Why You Should Probably Never Use pandas inplace=True

Truly it is a curse on the library and a pox on thee if you use it

Sven Harris
Towards Data Science

--

This article will explain what the pandas inplace=True keyword means, how it behaves, and why you should probably never use it.

Pandas is a big library; there are many different ways in which you can write a program using pandas to arrive at the same result. However, each different approach may have wildly different characteristics in terms of performance, maintainability, and of course code style points. I’ve penned a couple of other articles covering some other areas of the pandas library, check them out if it’s something you care about:

This piece will be covering the controversial inplace=True which (spoiler alert) gives you negative cool points if you use it in your code.

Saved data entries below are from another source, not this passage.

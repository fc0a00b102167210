use async_trait::async_trait;
use uuid::Uuid;

use crate::core::error::Result;
use crate::features::reports::models::{PopulatedReport, Report};
use crate::features::reports::services::ReportQuery;

/// Persistence port for reports.
///
/// Implementations own every storage detail; query shapes come in as
/// [`ReportQuery`] values so no SQL leaks into the service layer.
#[async_trait]
pub trait ReportRepository: Send + Sync {
    /// Load one report, photo included, with its category joined.
    async fn find_by_id(&self, id: Uuid) -> Result<Option<PopulatedReport>>;

    /// Run a listing query.
    async fn find(&self, query: &ReportQuery) -> Result<Vec<PopulatedReport>>;

    /// Distinct category ids referenced by any report.
    async fn distinct_categories(&self) -> Result<Vec<Uuid>>;

    async fn insert(&self, report: &Report) -> Result<()>;

    /// Overwrite a stored report. Returns `false` when no row matched.
    async fn update(&self, report: &Report) -> Result<bool>;

    /// Returns `false` when no row matched.
    async fn delete(&self, id: Uuid) -> Result<bool>;
}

Panda onplaice=True was the best illustration I could think of. I can only apologize. (Credit for the panda goes to Lucy Sheppard), rest of the monstrosity is my own.

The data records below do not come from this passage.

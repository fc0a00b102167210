use std::sync::Arc;

use axum::{
    extract::DefaultBodyLimit,
    routing::{get, post, put},
    Router,
};

use crate::features::reports::handlers::{self, ReportState};
use crate::features::reports::services::ReportService;

/// Body ceiling for report forms; photos above the per-photo ceiling still
/// fit so they are answered with the size error instead of a dropped stream
const MAX_FORM_BODY: usize = 10 * 1024 * 1024;

/// Create the public routes for the reports feature
pub fn public_routes(report_service: Arc<ReportService>) -> Router {
    let state = ReportState { report_service };

    Router::new()
        .route("/api/report/{reportId}", get(handlers::read))
        .route("/api/report/photo/{reportId}", get(handlers::photo))
        .route("/api/reports", get(handlers::list))
        .route("/api/reports/search", get(handlers::list_search))
        .route("/api/reports/categories", get(handlers::list_categories))
        .route("/api/reports/related/{reportId}", get(handlers::list_related))
        .route("/api/reports/by/search", post(handlers::list_by_search))
        .with_state(state)
}

/// Create the mutating routes for the reports feature
///
/// The caller applies the auth middleware; the handlers' guards enforce
/// ownership and the admin role.
pub fn protected_routes(report_service: Arc<ReportService>) -> Router {
    let state = ReportState { report_service };

    Router::new()
        .route("/api/report/create/{userId}", post(handlers::create))
        .route(
            "/api/report/{reportId}/{userId}",
            put(handlers::update).delete(handlers::remove),
        )
        .layer(DefaultBodyLimit::max(MAX_FORM_BODY))
        .with_state(state)
}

Introduction — What is inplace=True?

This won’t be news to you if you’ve got experience using the inplace keyword, but just a quick recap of how it works. Inplace is a parameter accepted by a number of pandas methods which affects the behaviour of how the method runs. Some examples of where you might commonly see this keyword (but hopefully not implemented in your own code) are the methods; .fillna() , .replace() , .rename() , the list goes on.

inplace=True

Using the inplace=True keyword in a pandas method changes the default behaviour such that the operation on the dataframe doesn’t return anything, it instead ‘modifies the underlying data’ (more on that later). It mutates the actual object which you apply it to.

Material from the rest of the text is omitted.